Бобби Марш открывает глаза.
Его зрачки приобрели мутно-белый цвет гноя.
Филип хватает пневматический молоток и прижимает его ко лбу здоровяка прямо над его левой бровью.
ФФФФАМП!
Несколько часов спустя. В доме. После заката. Пенни спит. Ник на кухне топит свою печаль в виски… Брайана нигде не видно… Труп Бобби, накрытый брезентом, остывает на заднем дворе рядом с другими телами… Филип стоит возле окна в гостиной, пристально вглядываясь сквозь полоски жалюзи, на растущее число темных фигур на улице. Они шаркают как лунатики, двигаясь взад-перёд за баррикадами. Сегодня их больше. Тридцать. Возможно, сорок.
Уличные фонари светят через трещины в заборе и движущиеся тени, скрывающие лучи с переменным интервалом, как бы создавая световую сигнализацию, сводят Филипа с ума. А в голове он слышит тихий голос, тот самый тихий голос, который появился после смерти Сары:
Сегодня на мгновение, сразу после смерти Бобби, этот голос хотел изувечить двенадцатилетнее тело. Голос хотел разнести эту мертвую тварь на кусочки. Филип заглушил его, а сейчас вновь боролся с ним:
Он отвел взгляд от окна и протер усталые глаза.

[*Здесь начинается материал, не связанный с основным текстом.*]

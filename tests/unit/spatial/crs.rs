//! Tests for reference system parsing and coordinate transforms

#[cfg(test)]
mod tests {
    use fishnet::FishnetError;
    use fishnet::spatial::crs::{Crs, Transform};
    use geo::{MultiPolygon, Rect, polygon};

    const UTM_43N: Crs = Crs::Utm {
        zone: 43,
        north: true,
    };

    // Tests the accepted spellings of reference systems
    // Verified by requiring the EPSG prefix
    #[test]
    fn test_parse_spellings() {
        assert_eq!(Crs::parse("EPSG:4326").unwrap(), Crs::Geographic);
        assert_eq!(Crs::parse("epsg:32643").unwrap(), UTM_43N);
        assert_eq!(Crs::parse("32643").unwrap(), UTM_43N);
        assert_eq!(Crs::parse("urn:ogc:def:crs:EPSG::32643").unwrap(), UTM_43N);
        assert_eq!(
            Crs::parse("urn:ogc:def:crs:OGC:1.3:CRS84").unwrap(),
            Crs::Geographic
        );
        assert_eq!(
            Crs::parse(" EPSG:32743 ").unwrap(),
            Crs::Utm {
                zone: 43,
                north: false
            }
        );
        assert_eq!(Crs::parse("EPSG:3857").unwrap(), Crs::WebMercator);
    }

    // Tests malformed system names are rejected as parameters
    // Verified by defaulting unparsable names to WGS84
    #[test]
    fn test_parse_rejects_malformed() {
        for text in ["wgs84", "", "EPSG:"] {
            assert!(matches!(
                Crs::parse(text),
                Err(FishnetError::InvalidParameter { parameter: "crs", .. })
            ));
        }
    }

    // Tests codes outside the supported systems are refused whatever their units
    // Verified by treating unknown codes as linear projected systems
    #[test]
    fn test_unknown_codes_rejected() {
        // CGCS2000 and NAD83 are geographic; 27700 is projected but not transformable
        for text in ["EPSG:4490", "urn:ogc:def:crs:EPSG::4269", "EPSG:27700", "EPSG:0", "32661"] {
            assert!(matches!(
                Crs::parse(text),
                Err(FishnetError::InvalidRegion { .. })
            ));
        }
    }

    // Tests EPSG codes, units and URNs of each kind of system
    // Verified by swapping the north and south code bases
    #[test]
    fn test_codes_and_units() {
        assert_eq!(UTM_43N.epsg(), 32643);
        assert_eq!(Crs::local_utm(72.6, -23.0).epsg(), 32743);
        assert_eq!(Crs::local_utm(72.6, 23.0), UTM_43N);
        assert!(UTM_43N.is_linear());
        assert!(!Crs::Geographic.is_linear());
        assert_eq!(UTM_43N.to_string(), "EPSG:32643");
        assert_eq!(UTM_43N.urn(), "urn:ogc:def:crs:EPSG::32643");
        assert_eq!(Crs::Geographic.urn(), "urn:ogc:def:crs:OGC:1.3:CRS84");
        assert_eq!(Crs::parse(&UTM_43N.urn()).unwrap(), UTM_43N);
    }

    // Tests identical systems produce an identity transform
    // Verified by projecting through geographic coordinates anyway
    #[test]
    fn test_identity_transform() {
        let transform = Transform::new(UTM_43N, UTM_43N).unwrap();
        assert!(transform.is_identity());
        assert_eq!(transform.point(1.5, 2.5).unwrap(), (1.5, 2.5));
        assert_eq!(transform.source(), UTM_43N);
        assert_eq!(transform.target(), UTM_43N);
    }

    // Tests geographic to UTM and back restores the input
    // Verified by applying the forward projection twice
    #[test]
    fn test_geographic_round_trip() {
        let forward = Transform::new(Crs::Geographic, UTM_43N).unwrap();
        let inverse = Transform::new(UTM_43N, Crs::Geographic).unwrap();

        let (easting, northing) = forward.point(75.0, 0.0).unwrap();
        assert!((easting - 500_000.0).abs() < 1e-6);
        assert!(northing.abs() < 1e-6);

        let (x, y) = forward.point(71.25, 23.1).unwrap();
        let (lon, lat) = inverse.point(x, y).unwrap();
        assert!((lon - 71.25).abs() < 1e-8);
        assert!((lat - 23.1).abs() < 1e-8);
    }

    // Tests zone-to-zone transforms pass through geographic coordinates
    // Verified by copying coordinates between zones unchanged
    #[test]
    fn test_zone_to_zone() {
        let to_42 = Transform::new(
            UTM_43N,
            Crs::Utm {
                zone: 42,
                north: true,
            },
        )
        .unwrap();
        let (easting, _) = to_42.point(500_000.0, 2_500_000.0).unwrap();

        // 75E lies 6 degrees east of zone 42's central meridian
        assert!(easting > 1_000_000.0);
    }

    // Tests web Mercator inputs reach UTM through geographic coordinates
    // Verified by copying web Mercator meters into the UTM zone unchanged
    #[test]
    fn test_web_mercator_to_utm() {
        let to_geographic = Transform::new(Crs::WebMercator, Crs::Geographic).unwrap();
        let (lon, lat) = to_geographic.point(0.0, 0.0).unwrap();
        assert!(lon.abs() < 1e-12 && lat.abs() < 1e-12);

        let from_geographic = Transform::new(Crs::Geographic, Crs::WebMercator).unwrap();
        let (x, y) = from_geographic.point(75.0, 23.0).unwrap();
        let to_utm = Transform::new(Crs::WebMercator, UTM_43N).unwrap();
        let (easting, _) = to_utm.point(x, y).unwrap();
        assert!((easting - 500_000.0).abs() < 1e-3);
        assert_eq!(Crs::WebMercator.epsg(), 3857);
        assert!(Crs::WebMercator.is_linear());
    }

    // Tests non-finite output is reported with the offending position
    // Verified by returning NaN coordinates silently
    #[test]
    fn test_non_finite_output_rejected() {
        let forward = Transform::new(Crs::Geographic, UTM_43N).unwrap();
        assert!(forward.point(f64::NAN, 10.0).is_err());

        let broken = MultiPolygon::new(vec![polygon![
            (x: f64::NAN, y: 0.0),
            (x: 1.0, y: 0.0),
            (x: 1.0, y: 1.0),
        ]]);
        assert!(matches!(
            forward.apply(&broken),
            Err(FishnetError::Projection { .. })
        ));
    }

    // Tests whole geometries are transformed vertex by vertex
    // Verified by transforming only exterior rings
    #[test]
    fn test_apply_to_geometry() {
        let forward = Transform::new(Crs::Geographic, UTM_43N).unwrap();
        let cell = MultiPolygon::new(vec![
            Rect::new((74.9, 22.0), (75.1, 22.2)).to_polygon(),
        ]);
        let projected = forward.apply(&cell).unwrap();

        let bounds = geo::BoundingRect::bounding_rect(&projected).unwrap();
        assert!(bounds.min().x < 500_000.0 && bounds.max().x > 500_000.0);
        assert!(bounds.min().y > 2_400_000.0 && bounds.max().y < 2_500_000.0);
    }
}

— Хорошо, что ты освободил его, — говорит изменившийся голос, пришедший откуда-то из темноты.
Филип обернулся и увидел силуэт брата с другой стороны гостиной, стоящего в сводчатом проходе кухни. Не окликнув его, Филип снова отвернулся к окну. Брайан подошёл. В его дрожащих руках микстура от кашля. В темноте в его лихорадочных глазах мерцают слезы. Он застывает на мгновение.

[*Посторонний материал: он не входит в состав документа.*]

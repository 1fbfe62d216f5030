//! Coordinate reference systems and transformations between them
//!
//! Only the systems the grid pipeline can both measure and transform are
//! accepted: geographic WGS84 for boundary files and imagery task lists, UTM
//! zones as working projections, and web Mercator. Any other code is refused
//! rather than gridded in units the pipeline cannot verify.

use crate::io::error::{FishnetError, Result, invalid_parameter, invalid_region};
use crate::math::transverse_mercator::{TransverseMercator, utm_zone};
use crate::math::web_mercator;
use geo::{Coord, CoordsIter, MapCoords, MultiPolygon};
use std::fmt;

const WGS84_CODE: u32 = 4326;
const WEB_MERCATOR_CODE: u32 = 3857;
const UTM_NORTH_BASE: u32 = 32600;
const UTM_SOUTH_BASE: u32 = 32700;

/// A coordinate reference system known to the pipeline
#[derive(Debug, Clone, Copy, PartialEq, Eq)]
pub enum Crs {
    /// WGS84 longitude/latitude in degrees (EPSG:4326, OGC CRS84)
    Geographic,
    /// WGS84 UTM zone in meters (EPSG:326xx north, EPSG:327xx south)
    Utm {
        /// Zone number (1-60)
        zone: u8,
        /// Northern hemisphere zone
        north: bool,
    },
    /// WGS84 spherical web Mercator in meters (EPSG:3857)
    WebMercator,
}

impl Crs {
    /// Parse `EPSG:n`, a bare code, an OGC URN or `CRS84`
    ///
    /// # Errors
    ///
    /// Returns `InvalidParameter` if the text carries no numeric code, and
    /// `InvalidRegion` if the code is not a supported system
    pub fn parse(text: &str) -> Result<Self> {
        let trimmed = text.trim();
        let upper = trimmed.to_ascii_uppercase();
        if upper.ends_with("CRS84") {
            return Ok(Self::Geographic);
        }

        let code_text = upper.rsplit(':').next().unwrap_or_default();
        let code: u32 = code_text.parse().ok().ok_or_else(|| {
            invalid_parameter("crs", &trimmed, &"expected EPSG:<code> or an OGC URN")
        })?;
        Self::from_epsg(code)
    }

    /// Build from an EPSG code
    ///
    /// # Errors
    ///
    /// Returns `InvalidRegion` for any code other than WGS84, a WGS84 UTM
    /// zone or web Mercator, since its units cannot be verified
    pub fn from_epsg(code: u32) -> Result<Self> {
        match code {
            WGS84_CODE => Ok(Self::Geographic),
            WEB_MERCATOR_CODE => Ok(Self::WebMercator),
            c if (UTM_NORTH_BASE + 1..=UTM_NORTH_BASE + 60).contains(&c) => Ok(Self::Utm {
                zone: (c - UTM_NORTH_BASE) as u8,
                north: true,
            }),
            c if (UTM_SOUTH_BASE + 1..=UTM_SOUTH_BASE + 60).contains(&c) => Ok(Self::Utm {
                zone: (c - UTM_SOUTH_BASE) as u8,
                north: false,
            }),
            other => Err(invalid_region(&format!(
                "EPSG:{other} is not supported; use EPSG:4326, a WGS84 UTM zone \
                 (EPSG:326xx or 327xx) or EPSG:3857"
            ))),
        }
    }

    /// UTM zone containing a geographic position
    pub fn local_utm(lon_deg: f64, lat_deg: f64) -> Self {
        Self::Utm {
            zone: utm_zone(lon_deg),
            north: lat_deg >= 0.0,
        }
    }

    /// EPSG code of this system
    pub const fn epsg(&self) -> u32 {
        match *self {
            Self::Geographic => WGS84_CODE,
            Self::Utm { zone, north: true } => UTM_NORTH_BASE + zone as u32,
            Self::Utm { zone, north: false } => UTM_SOUTH_BASE + zone as u32,
            Self::WebMercator => WEB_MERCATOR_CODE,
        }
    }

    /// Whether coordinates are in linear (distance) units
    pub const fn is_linear(&self) -> bool {
        !matches!(self, Self::Geographic)
    }

    /// OGC URN used in the legacy GeoJSON `crs` member
    pub fn urn(&self) -> String {
        match self {
            Self::Geographic => "urn:ogc:def:crs:OGC:1.3:CRS84".to_string(),
            other => format!("urn:ogc:def:crs:EPSG::{}", other.epsg()),
        }
    }

    fn projection(&self) -> Option<Projection> {
        match *self {
            Self::Geographic => None,
            Self::Utm { zone, north } => Some(Projection::Utm(TransverseMercator::utm(zone, north))),
            Self::WebMercator => Some(Projection::WebMercator),
        }
    }
}

impl fmt::Display for Crs {
    fn fmt(&self, f: &mut fmt::Formatter<'_>) -> fmt::Result {
        write!(f, "EPSG:{}", self.epsg())
    }
}

#[derive(Debug, Clone)]
enum Projection {
    Utm(TransverseMercator),
    WebMercator,
}

impl Projection {
    fn forward(&self, lon: f64, lat: f64) -> (f64, f64) {
        match self {
            Self::Utm(tm) => tm.forward(lon, lat),
            Self::WebMercator => web_mercator::forward(lon, lat),
        }
    }

    fn inverse(&self, x: f64, y: f64) -> (f64, f64) {
        match self {
            Self::Utm(tm) => tm.inverse(x, y),
            Self::WebMercator => web_mercator::inverse(x, y),
        }
    }
}

#[derive(Debug, Clone)]
enum Stage {
    Identity,
    Forward(Projection),
    Inverse(Projection),
    Through(Projection, Projection),
}

/// A resolved transformation between two reference systems
#[derive(Debug, Clone)]
pub struct Transform {
    from: Crs,
    to: Crs,
    stage: Stage,
}

impl Transform {
    /// Resolve the transformation from one system to another
    ///
    /// # Errors
    ///
    /// Returns a projection error if neither side has a projection, which
    /// cannot happen for two distinct supported systems
    pub fn new(from: Crs, to: Crs) -> Result<Self> {
        let stage = if from == to {
            Stage::Identity
        } else {
            match (from, to) {
                (Crs::Geographic, target) => Stage::Forward(Self::projection_of(from, target)?),
                (source, Crs::Geographic) => Stage::Inverse(Self::projection_of(source, to)?),
                (source, target) => {
                    let inverse = Self::projection_of(source, target)?;
                    let forward = Self::projection_of(target, source)?;
                    Stage::Through(inverse, forward)
                }
            }
        };
        Ok(Self { from, to, stage })
    }

    fn projection_of(side: Crs, other: Crs) -> Result<Projection> {
        let target = if side == Crs::Geographic { other } else { side };
        target.projection().ok_or_else(|| FishnetError::Projection {
            from: side.to_string(),
            to: other.to_string(),
            reason: format!("{target} has no projection from geographic coordinates"),
        })
    }

    /// Whether the transform leaves coordinates unchanged
    pub const fn is_identity(&self) -> bool {
        matches!(self.stage, Stage::Identity)
    }

    /// Source system
    pub const fn source(&self) -> Crs {
        self.from
    }

    /// Target system
    pub const fn target(&self) -> Crs {
        self.to
    }

    fn apply_coord(&self, c: Coord<f64>) -> Coord<f64> {
        let (x, y) = match &self.stage {
            Stage::Identity => (c.x, c.y),
            Stage::Forward(tm) => tm.forward(c.x, c.y),
            Stage::Inverse(tm) => tm.inverse(c.x, c.y),
            Stage::Through(inverse, forward) => {
                let (lon, lat) = inverse.inverse(c.x, c.y);
                forward.forward(lon, lat)
            }
        };
        Coord { x, y }
    }

    /// Transform a single position
    ///
    /// # Errors
    ///
    /// Returns a projection error if the result is not finite
    pub fn point(&self, x: f64, y: f64) -> Result<(f64, f64)> {
        let out = self.apply_coord(Coord { x, y });
        if out.x.is_finite() && out.y.is_finite() {
            Ok((out.x, out.y))
        } else {
            Err(self.domain_error(x, y))
        }
    }

    /// Transform every vertex of a multi-polygon
    ///
    /// # Errors
    ///
    /// Returns a projection error if any vertex falls outside the domain
    pub fn apply(&self, geometry: &MultiPolygon<f64>) -> Result<MultiPolygon<f64>> {
        if self.is_identity() {
            return Ok(geometry.clone());
        }
        let projected = geometry.map_coords(|c| self.apply_coord(c));
        let bad = geometry
            .coords_iter()
            .zip(projected.coords_iter())
            .find(|(_, out)| !(out.x.is_finite() && out.y.is_finite()));
        match bad {
            Some((input, _)) => Err(self.domain_error(input.x, input.y)),
            None => Ok(projected),
        }
    }

    fn domain_error(&self, x: f64, y: f64) -> FishnetError {
        FishnetError::Projection {
            from: self.from.to_string(),
            to: self.to.to_string(),
            reason: format!("position ({x}, {y}) is outside the projection domain"),
        }
    }
}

Затем он произносит низким, мягким голосом, осторожным, чтобы не разбудить Пенни на кушетке рядом с ними:
— Тебе не надо стыдиться того, что ты освободил его.
— Освободил что?
— Слушай, — произносит Брайан, — Я знаю, что ты переживаешь.
Он вдыхает и вытирает рот рукавом. Его голос хриплый с першением.
— Я хотел сказать, что действительно сожалею о Бобби, я знаю что вы были…
— Всё кончено.
— Филип, да ладно!
— С этим местом покончено, оно сдохло.
Брайан посмотрел на него.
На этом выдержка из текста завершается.